[Stored data entries]
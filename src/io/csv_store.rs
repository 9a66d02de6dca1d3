//! CSV-backed store implementations
//!
//! Durable counterparts of the in-memory stores, persisting to three CSV
//! tables under a data directory:
//!
//! - `parking_records.csv` - sessions (`UID,EntryTime,ExitTime,Paid,Amount`)
//! - `transactions.csv` - settled history
//!   (`UID,EntryTime,ExitTime,DurationHours,Paid,AmountPaid`), append-only
//! - `rfid_balances.csv` - running balances (`UID,Balance`)
//!
//! # Atomicity
//!
//! The session and balance tables are rewritten in full on every mutation:
//! the new table is written to a temporary file and atomically renamed
//! over the old one, so no reader ever observes a half-written table and
//! a failed write leaves the previous table fully intact. The transaction
//! history is strictly append-only with its header written once.
//!
//! # Timestamps
//!
//! Times are stored as ISO-8601 `%Y-%m-%dT%H:%M:%S`. The space-separated
//! `%Y-%m-%d %H:%M:%S` form found in older record files is accepted on
//! read.

use crate::core::ledger::MemoryLedger;
use crate::core::traits::{BalanceStore, LedgerStore, TransactionLog};
use crate::types::{Session, SessionId, SettlementError, TransactionRecord};
use chrono::NaiveDateTime;
use csv::{ReaderBuilder, Trim, Writer, WriterBuilder};
use rust_decimal::Decimal;
use serde::{Deserialize, Serialize};
use std::collections::HashMap;
use std::fs::{self, File, OpenOptions};
use std::path::{Path, PathBuf};
use std::str::FromStr;

const TIME_FORMAT: &str = "%Y-%m-%dT%H:%M:%S";
const LEGACY_TIME_FORMAT: &str = "%Y-%m-%d %H:%M:%S";

const SESSION_HEADER: [&str; 5] = ["UID", "EntryTime", "ExitTime", "Paid", "Amount"];
const TRANSACTION_HEADER: [&str; 6] = [
    "UID",
    "EntryTime",
    "ExitTime",
    "DurationHours",
    "Paid",
    "AmountPaid",
];
const BALANCE_HEADER: [&str; 2] = ["UID", "Balance"];

fn format_time(time: NaiveDateTime) -> String {
    time.format(TIME_FORMAT).to_string()
}

fn parse_time(value: &str) -> Result<NaiveDateTime, SettlementError> {
    NaiveDateTime::parse_from_str(value, TIME_FORMAT)
        .or_else(|_| NaiveDateTime::parse_from_str(value, LEGACY_TIME_FORMAT))
        .map_err(|_| SettlementError::storage(format!("invalid timestamp '{}'", value)))
}

fn parse_amount(value: &str) -> Result<Decimal, SettlementError> {
    Decimal::from_str(value)
        .map_err(|_| SettlementError::storage(format!("invalid amount '{}'", value)))
}

/// Write a whole CSV table to `path` in one observable step
///
/// Rows are written to `<path>.tmp` and renamed over the target, so the
/// previous table survives any failure before the rename.
fn atomic_write<F>(path: &Path, header: &[&str], write_rows: F) -> Result<(), SettlementError>
where
    F: FnOnce(&mut Writer<File>) -> Result<(), SettlementError>,
{
    let tmp = path.with_extension("csv.tmp");
    {
        let file = File::create(&tmp)?;
        let mut writer = WriterBuilder::new().has_headers(false).from_writer(file);
        writer.write_record(header).map_err(SettlementError::from)?;
        write_rows(&mut writer)?;
        writer.flush()?;
    }
    fs::rename(&tmp, path)?;
    Ok(())
}

/// One row of `parking_records.csv`
///
/// Fields stay strings so the table round-trips exactly as written.
#[derive(Debug, Clone, Serialize, Deserialize)]
struct SessionRow {
    #[serde(rename = "UID")]
    uid: String,
    #[serde(rename = "EntryTime")]
    entry_time: String,
    #[serde(rename = "ExitTime")]
    exit_time: String,
    #[serde(rename = "Paid")]
    paid: String,
    #[serde(rename = "Amount")]
    amount: String,
}

impl SessionRow {
    fn from_session(session: &Session) -> Self {
        SessionRow {
            uid: session.identity.clone(),
            entry_time: format_time(session.entry_time),
            exit_time: session.exit_time.map(format_time).unwrap_or_default(),
            paid: if session.paid { "1" } else { "0" }.to_string(),
            amount: session
                .amount
                .map(|a| a.to_string())
                .unwrap_or_default(),
        }
    }

    fn into_session(self, id: SessionId) -> Result<Session, SettlementError> {
        let paid = match self.paid.trim() {
            "1" => true,
            "0" | "" => false,
            other => {
                return Err(SettlementError::storage(format!(
                    "invalid paid flag '{}' for '{}'",
                    other, self.uid
                )))
            }
        };
        let exit_time = match self.exit_time.trim() {
            "" => None,
            value => Some(parse_time(value)?),
        };
        let amount = match self.amount.trim() {
            "" => None,
            value => Some(parse_amount(value)?),
        };
        Ok(Session {
            id,
            identity: self.uid,
            entry_time: parse_time(self.entry_time.trim())?,
            exit_time,
            paid,
            amount,
        })
    }
}

/// CSV-backed session ledger
///
/// Embeds a [`MemoryLedger`] as the working index and rewrites the whole
/// backing file atomically on each mutation. A failed rewrite restores the
/// in-memory index to the on-disk state, so memory and disk never diverge.
#[derive(Debug)]
pub struct CsvLedgerStore {
    path: PathBuf,
    ledger: MemoryLedger,
}

impl CsvLedgerStore {
    /// Open the session table at `path`, creating an empty one (header
    /// only) if the file does not exist
    pub fn open(path: impl Into<PathBuf>) -> Result<Self, SettlementError> {
        let path = path.into();
        if !path.exists() {
            atomic_write(&path, &SESSION_HEADER, |_| Ok(()))?;
            return Ok(CsvLedgerStore {
                path,
                ledger: MemoryLedger::new(),
            });
        }

        let file = File::open(&path)?;
        let mut reader = ReaderBuilder::new().trim(Trim::All).from_reader(file);
        let mut sessions = Vec::new();
        for (index, row) in reader.deserialize::<SessionRow>().enumerate() {
            let row = row.map_err(|e| {
                SettlementError::storage(format!("{}: {}", path.display(), e))
            })?;
            sessions.push(row.into_session(index as SessionId)?);
        }
        Ok(CsvLedgerStore {
            path,
            ledger: MemoryLedger::from_sessions(sessions),
        })
    }

    /// Path of the backing file
    pub fn path(&self) -> &Path {
        &self.path
    }

    fn persist(&self) -> Result<(), SettlementError> {
        let sessions = self.ledger.sessions();
        atomic_write(&self.path, &SESSION_HEADER, move |writer| {
            for session in &sessions {
                writer
                    .serialize(SessionRow::from_session(session))
                    .map_err(SettlementError::from)?;
            }
            Ok(())
        })
    }
}

impl LedgerStore for CsvLedgerStore {
    fn record_entry(
        &mut self,
        identity: &str,
        entry_time: NaiveDateTime,
    ) -> Result<SessionId, SettlementError> {
        let backup = self.ledger.sessions();
        let id = self.ledger.record_entry(identity, entry_time)?;
        if let Err(e) = self.persist() {
            self.ledger = MemoryLedger::from_sessions(backup);
            return Err(e);
        }
        Ok(id)
    }

    fn find_open_session(&self, identity: &str) -> Option<Session> {
        self.ledger.find_open_session(identity)
    }

    fn settle_session(
        &mut self,
        id: SessionId,
        exit_time: NaiveDateTime,
        amount: Decimal,
    ) -> Result<(), SettlementError> {
        let backup = self.ledger.sessions();
        self.ledger.settle_session(id, exit_time, amount)?;
        if let Err(e) = self.persist() {
            self.ledger = MemoryLedger::from_sessions(backup);
            return Err(e);
        }
        Ok(())
    }

    fn sessions(&self) -> Vec<Session> {
        self.ledger.sessions()
    }
}

/// Append-only CSV transaction history
///
/// The header is written once when the file is created; every confirmed
/// settlement appends exactly one row.
#[derive(Debug)]
pub struct CsvTransactionLog {
    path: PathBuf,
}

impl CsvTransactionLog {
    /// Open the history at `path`, creating it (header only) if missing
    pub fn open(path: impl Into<PathBuf>) -> Result<Self, SettlementError> {
        let path = path.into();
        if !path.exists() {
            atomic_write(&path, &TRANSACTION_HEADER, |_| Ok(()))?;
        }
        Ok(CsvTransactionLog { path })
    }

    /// Path of the backing file
    pub fn path(&self) -> &Path {
        &self.path
    }

    /// Read all records back, for inspection and tests
    pub fn records(&self) -> Result<Vec<TransactionRecord>, SettlementError> {
        let file = File::open(&self.path)?;
        let mut reader = ReaderBuilder::new().trim(Trim::All).from_reader(file);
        let mut records = Vec::new();
        for row in reader.records() {
            let row = row.map_err(SettlementError::from)?;
            if row.len() != TRANSACTION_HEADER.len() {
                return Err(SettlementError::storage(format!(
                    "{}: malformed history row",
                    self.path.display()
                )));
            }
            records.push(TransactionRecord {
                identity: row[0].to_string(),
                entry_time: parse_time(&row[1])?,
                exit_time: parse_time(&row[2])?,
                duration_hours: parse_amount(&row[3])?,
                amount_paid: parse_amount(&row[5])?,
            });
        }
        Ok(records)
    }
}

impl TransactionLog for CsvTransactionLog {
    fn append(&mut self, record: &TransactionRecord) -> Result<(), SettlementError> {
        let file = OpenOptions::new().append(true).open(&self.path)?;
        let mut writer = WriterBuilder::new().has_headers(false).from_writer(file);
        writer
            .write_record([
                record.identity.as_str(),
                &format_time(record.entry_time),
                &format_time(record.exit_time),
                &record.duration_hours.to_string(),
                "1",
                &record.amount_paid.to_string(),
            ])
            .map_err(SettlementError::from)?;
        writer.flush()?;
        Ok(())
    }
}

/// CSV-backed balance table
///
/// Rows are kept in file order; the table is rewritten atomically on
/// registration and on each debit.
#[derive(Debug)]
pub struct CsvBalanceStore {
    path: PathBuf,
    rows: Vec<(String, Decimal)>,
    index: HashMap<String, usize>,
    starting_balance: Decimal,
}

impl CsvBalanceStore {
    /// Open the balance table at `path`, creating it (header only) if
    /// missing
    pub fn open(
        path: impl Into<PathBuf>,
        starting_balance: Decimal,
    ) -> Result<Self, SettlementError> {
        let path = path.into();
        let mut rows = Vec::new();
        let mut index = HashMap::new();

        if path.exists() {
            let file = File::open(&path)?;
            let mut reader = ReaderBuilder::new().trim(Trim::All).from_reader(file);
            for row in reader.records() {
                let row = row.map_err(SettlementError::from)?;
                if row.len() != BALANCE_HEADER.len() {
                    return Err(SettlementError::storage(format!(
                        "{}: malformed balance row",
                        path.display()
                    )));
                }
                let identity = row[0].to_string();
                let balance = parse_amount(&row[1])?;
                index.insert(identity.clone(), rows.len());
                rows.push((identity, balance));
            }
        } else {
            atomic_write(&path, &BALANCE_HEADER, |_| Ok(()))?;
        }

        Ok(CsvBalanceStore {
            path,
            rows,
            index,
            starting_balance,
        })
    }

    /// Path of the backing file
    pub fn path(&self) -> &Path {
        &self.path
    }

    /// Current balance without registering unknown identities
    pub fn get(&self, identity: &str) -> Option<Decimal> {
        self.index.get(identity).map(|&i| self.rows[i].1)
    }

    fn persist(&self) -> Result<(), SettlementError> {
        atomic_write(&self.path, &BALANCE_HEADER, |writer| {
            for (identity, balance) in &self.rows {
                writer
                    .write_record([identity.as_str(), &balance.to_string()])
                    .map_err(SettlementError::from)?;
            }
            Ok(())
        })
    }
}

impl BalanceStore for CsvBalanceStore {
    fn balance_or_default(&mut self, identity: &str) -> Result<Decimal, SettlementError> {
        if let Some(&i) = self.index.get(identity) {
            return Ok(self.rows[i].1);
        }
        self.index.insert(identity.to_string(), self.rows.len());
        self.rows
            .push((identity.to_string(), self.starting_balance));
        if let Err(e) = self.persist() {
            self.index.remove(identity);
            self.rows.pop();
            return Err(e);
        }
        Ok(self.starting_balance)
    }

    fn debit(&mut self, identity: &str, amount: Decimal) -> Result<Decimal, SettlementError> {
        let &i = self.index.get(identity).ok_or_else(|| {
            SettlementError::storage(format!("no balance registered for '{}'", identity))
        })?;
        let previous = self.rows[i].1;
        self.rows[i].1 = previous - amount;
        if let Err(e) = self.persist() {
            self.rows[i].1 = previous;
            return Err(e);
        }
        Ok(self.rows[i].1)
    }
}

> _Work request_: Looking at the entries above, copy out every line in which "malformed" occurs.

> _Response below_:
                    "{}: malformed history row",
                        "{}: malformed balance row",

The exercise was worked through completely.